A couple of months ago, the company was able to shed it ignominious title as a haven of counterfeit goods when advertising research agency Brandz ranked Alibaba as the 9th most valuable global brand.

Many investors thought that was as good as it got for the company, even as political tensions between China and the U.S. kept growing. They were wrong.

Alibaba is about to rewrite history again--this time by coming from behind to successfully challenge the lead by U.S. cloud titans Amazon (AMZN), Microsoft (MSFT) and IBM (IBM).

According to Q1 2018 cloud-computing data by the industry’s leading navel-gazer, Synergy Research, Alibaba has surpassed IBM to become the fourth-largest cloud services vendor behind only Amazon, Microsoft and Google.

Amazon in Alibaba’s Crosshairs

Alibaba Cloud overtaking IBM Cloud Services is a truly remarkable feat because IBM is one of the largest tech companies around, and it has a very robust history of innovation.

For Alibaba, however, ecommerce is its main forté with its numerous tech offerings mainly being used to support the online shopping ecosystem.

Amazon, another ecommerce giant, probably owes its huge cloud lead to a first-mover advantage: setting base in 2006 when everybody else seemed clueless about whether cloud computing was a secular trend or merely a passing fad.

But maybe IBM and these cloud titans ought to have listened when, three years ago, Alibaba decided to start taking its cloud business seriously. In this cut-throat industry, having a first-mover advantage really counts.

If Alibaba had managed to make its second-mover status count, it would probably have overtaken even Microsoft Azure, which launched a year later.

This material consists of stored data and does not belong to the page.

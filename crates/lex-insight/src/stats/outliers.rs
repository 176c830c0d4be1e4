//! IQR fence outlier detection.

use super::descriptive::quantile;
use crate::types::OutlierReport;
use crate::utils::{percentage, round2};

/// Find values outside `[Q1 - k*IQR, Q3 + k*IQR]`.
///
/// Values strictly outside the fences are outliers, so a constant column has
/// none while a zero IQR still flags values away from the bulk. The sample
/// keeps the first `sample_size` outliers in row order.
pub fn iqr_outliers(
    column: &str,
    values: &[Option<f64>],
    multiplier: f64,
    sample_size: usize,
) -> OutlierReport {
    let present: Vec<f64> = values.iter().flatten().copied().collect();
    let mut sorted = present.clone();
    sorted.sort_by(f64::total_cmp);

    let mut report = OutlierReport {
        column: column.to_string(),
        non_missing: present.len(),
        q1: None,
        q3: None,
        iqr: None,
        lower_fence: None,
        upper_fence: None,
        outlier_count: 0,
        outlier_pct: 0.0,
        outlier_sample: Vec::new(),
    };

    let (Some(q1), Some(q3)) = (quantile(&sorted, 0.25), quantile(&sorted, 0.75)) else {
        return report;
    };
    let iqr = q3 - q1;
    let lower = q1 - multiplier * iqr;
    let upper = q3 + multiplier * iqr;

    report.q1 = Some(q1);
    report.q3 = Some(q3);
    report.iqr = Some(iqr);
    report.lower_fence = Some(lower);
    report.upper_fence = Some(upper);

    let outliers: Vec<f64> = present
        .iter()
        .copied()
        .filter(|v| *v < lower || *v > upper)
        .collect();
    report.outlier_count = outliers.len();
    report.outlier_pct = round2(percentage(outliers.len(), present.len()));
    report.outlier_sample = outliers.into_iter().take(sample_size).collect();
    report
}
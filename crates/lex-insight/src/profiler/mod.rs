//! Column classification.
//!
//! Assigns every column one [`ColumnKind`] from its declared type and a
//! look at its values. Classification is deterministic: the same table and
//! configuration always produce the same profiles.

mod type_inference;

use crate::config::AnalysisConfig;
use crate::error::{InsightError, Result};
use crate::loader::Table;
use crate::types::{ColumnKind, ColumnProfile};
use std::collections::HashSet;
use tracing::debug;

use type_inference::infer_column_kind;

/// Number of example values kept per column.
const SAMPLE_VALUES: usize = 5;

/// Classifier for table columns.
pub struct ColumnClassifier;

impl ColumnClassifier {
    /// Classify the requested columns, or every column when `columns` is `None`.
    ///
    /// Profiles follow the caller's order for an explicit list and table
    /// order otherwise. Unknown names fail with `ColumnNotFound`.
    pub fn classify(
        table: &Table,
        columns: Option<&[String]>,
        config: &AnalysisConfig,
    ) -> Result<Vec<ColumnProfile>> {
        let names = match columns {
            Some(requested) => {
                if let Some(missing) = requested.iter().find(|c| !table.has_column(c)) {
                    return Err(InsightError::ColumnNotFound(missing.clone()));
                }
                requested.to_vec()
            }
            None => table.column_names(),
        };

        names
            .iter()
            .map(|name| Self::classify_column(table, name, config))
            .collect()
    }

    /// Classify a single column.
    pub fn classify_column(
        table: &Table,
        name: &str,
        config: &AnalysisConfig,
    ) -> Result<ColumnProfile> {
        let dtype = table.dtype(name)?.clone();
        let values = table.string_values(name)?;
        let missing_count = values.iter().filter(|v| v.is_none()).count();

        let mut seen = HashSet::new();
        let mut sample_values = Vec::new();
        for value in values.iter().flatten() {
            if seen.insert(value.as_str()) && sample_values.len() < SAMPLE_VALUES {
                sample_values.push(value.clone());
            }
        }
        let unique_count = seen.len();

        let kind = infer_column_kind(&dtype, &values, unique_count, config);
        debug!(
            "Column '{}' ({}) classified as {} with {} distinct values",
            name, dtype, kind, unique_count
        );

        Ok(ColumnProfile {
            name: name.to_string(),
            dtype: dtype.to_string(),
            kind,
            missing_count,
            unique_count,
            sample_values,
        })
    }
}

/// Names of the profiled columns with the given kind, in profile order.
pub fn columns_of_kind(profiles: &[ColumnProfile], kind: ColumnKind) -> Vec<String> {
    profiles
        .iter()
        .filter(|p| p.kind == kind)
        .map(|p| p.name.clone())
        .collect()
}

Many people probably came to learn about Alibaba Cloud in 2014 when it suffered a 14-hour long DDoS attack--one of the worst in cloud history. Yet the service had launched five years earlier, but mainly kept a low profile with no large clients on its roster.

But back to Alibaba getting serious about the cloud…

When Alibaba Cloud’s president, Simon Hu, decided to stop sleeping on the job, he made a really bold prediction:

“Our goal is to overtake Amazon in four years, whether that’s in customers, technology, or worldwide scale.”

Alibaba started by making its cloud widely available outside China.

Consequently, the business started growing at a much more robust clip—138 percent, 121 percent, and 101 percent in FY 2015, FY 2016 and FY 2017, respectively. That’s a torrid rate that only Microsoft’s Azure can match. Alibaba is now China’s leading IaaS vendor with a 47.6-percent share of the market.

Toppling AWS?

One thing we can be sure about though is that Alibaba’s Simon Hu won’t be able to meet his ambitious goal to knock AWS off its lofty pedestal in four years.

Three years into the plan, Alibaba’s cloud revenue hit $2.1 billion for FY 2017 ended March 31, 2018, and is now the third-largest revenue contributor for the company.

A lot of that growth has been fueled by a huge increase in the number of paying customers, a metric that doubled in two years to just over a million last quarter. Not bad at all, but nowhere near AWS’ $20.4-billion run rate exiting last quarter.

But just like AWS now contributes about a third of Amazon’s valuation, you can expect BABA stock to follow a similar trajectory if Alibaba’s cloud business continues growing like a weed.

By Alex Kimani for Safehaven.com

The views and opinions expressed herein are the views and opinions of the author and do not necessarily reflect those of Nasdaq, Inc.



This article appears in: Investing , Investing Ideas , Cloud computing , Stocks , Technology
Referenced Symbols: BABA


More from Safehaven

Subscribe






Safehaven
Contributor:

Safehaven









Research Brokers before you trade

Want to trade FX?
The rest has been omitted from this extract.